You can study them here and here.

Performance

What I found really interesting is the high throughput and the almost constant low latency Pulsar seems to achieve no matter the amount of partitions used while still being able to guarantee really good durability (consistency and availability). If you know about the CAP theorem, you would almost think this is too good to be true!

Different Storage Strategies

Kafka stores messages in partitions, while Pulsar has another storage level called segments that make up a partition. This might partly explain why Pulsar can perform better at some scenarios.

Credit: Splunk

In Kafka as a partition grows, more data needs to be copied when brokers leave or join the cluster. In Pulsar, segments can be formed in smaller, static sizes. An important observation here is that the partions can have an inifite amount of segments spread out in the Apache BookKeeper storage nodes, also known as Bookies. Therefor partitions in Pulsar can have an infinite amount of messages, while in Kafka, partitions will be bound by the hardware it is stored on. Replicating a partition will become slower and slower in Kafka, but in Pulsar, it could theoratically stay almost constant because of the possibility to scale storage infinitly.

However, brokers in Pulsar need to potentially talk to many storage nodes to serve a partition, while a Kafka broker has the whole partition stored directly on it’s own disk. This could cause the brokers to end up having to handle a lot of connections to the storage nodes.

Consumer Group / Subscription Rebalancing

Kafka has made some improvements in their partion rebalancing strategy lately, like Static Membership and Incremental Cooperative Rebalancing which has sped up the consumer group rebalancing act.
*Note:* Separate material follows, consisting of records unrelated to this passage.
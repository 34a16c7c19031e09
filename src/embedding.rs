//! Collaborator traits and sequence shaping.
//!
//! The tokenizer and the embedding model are external collaborators: this
//! crate only defines the seams they plug into. [`pad_sequencing`] then
//! normalizes their variable-length output to the fixed `[max_len,
//! vector_size]` shape the training tensors need.

use crate::error::{DatasetError, Result};
use ndarray::Array2;

/// Token sequence produced by a tokenizer for one record.
pub type TokenSequence = Vec<String>;

/// Embedded sequence: one `vector_size`-wide row per token.
pub type EmbeddedSequence = Vec<Vec<f64>>;

/// External tokenizer collaborator.
///
/// `train` distinguishes training-time tokenization (where a tokenizer may
/// update its internal state, e.g. learn vocabulary) from inference-time
/// tokenization.
pub trait Tokenizer {
    /// Tokenize one text into an ordered token sequence.
    fn tokenize(&self, text: &str, train: bool) -> TokenSequence;
}

/// External embedding-model collaborator.
pub trait Embedder {
    /// Embed a token sequence into one fixed-width vector per token.
    fn embed(&self, tokens: &TokenSequence) -> EmbeddedSequence;
}

/// Pad or truncate an embedded sequence to exactly `max_len` rows.
///
/// Sequences longer than `max_len` keep only their first `max_len` vectors.
/// Shorter ones are copied into the leading rows of a zero matrix, leaving
/// the trailing rows as zero padding. Output shape is always
/// `[max_len, vector_size]`.
///
/// Fails with [`DatasetError::VectorSizeMismatch`] when any retained row's
/// width differs from `vector_size`.
///
/// # Example
///
/// ```
/// use intent_dataset::pad_sequencing;
///
/// // max_len=3, vector_size=2: short input is zero-padded
/// let padded = pad_sequencing(&vec![vec![1.0, 1.0], vec![2.0, 2.0]], 3, 2).unwrap();
/// assert_eq!(padded.shape(), &[3, 2]);
/// assert_eq!(padded.row(2).to_vec(), vec![0.0, 0.0]);
/// ```
pub fn pad_sequencing(
    sequence: &EmbeddedSequence,
    max_len: usize,
    vector_size: usize,
) -> Result<Array2<f64>> {
    let mut padded = Array2::<f64>::zeros((max_len, vector_size));

    for (i, vector) in sequence.iter().take(max_len).enumerate() {
        if vector.len() != vector_size {
            return Err(DatasetError::VectorSizeMismatch {
                expected: vector_size,
                actual: vector.len(),
            });
        }
        for (j, &value) in vector.iter().enumerate() {
            padded[[i, j]] = value;
        }
    }

    Ok(padded)
}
In Pulsar, consumers use hash ranges in order to share the load when consuming from a shared subscription. The broker handles the rebalancing and as soon as a consumer leaves or joins, no messages will be delivered to any consumers until the hash ranges have been redistributed, either by the broker when using auto hash distribution, or by the consumers when using sticky hash ranges. This might cause downtime and latency due to the stop-the-world-strategy when redistributing the hashes. This was the case in Kafka as well before it was mitigated by Incremental Cooperative Rebalancing.

Broker Rebalancing

Kafka does not have any automated rebalancing built in. Instead users are left depending on tools like LinkedIn’s Cruise Control. Since Kafka stores the topic partition data and replicas directly on the brokers, this needs to be copied and rebalanced when adding a new broker.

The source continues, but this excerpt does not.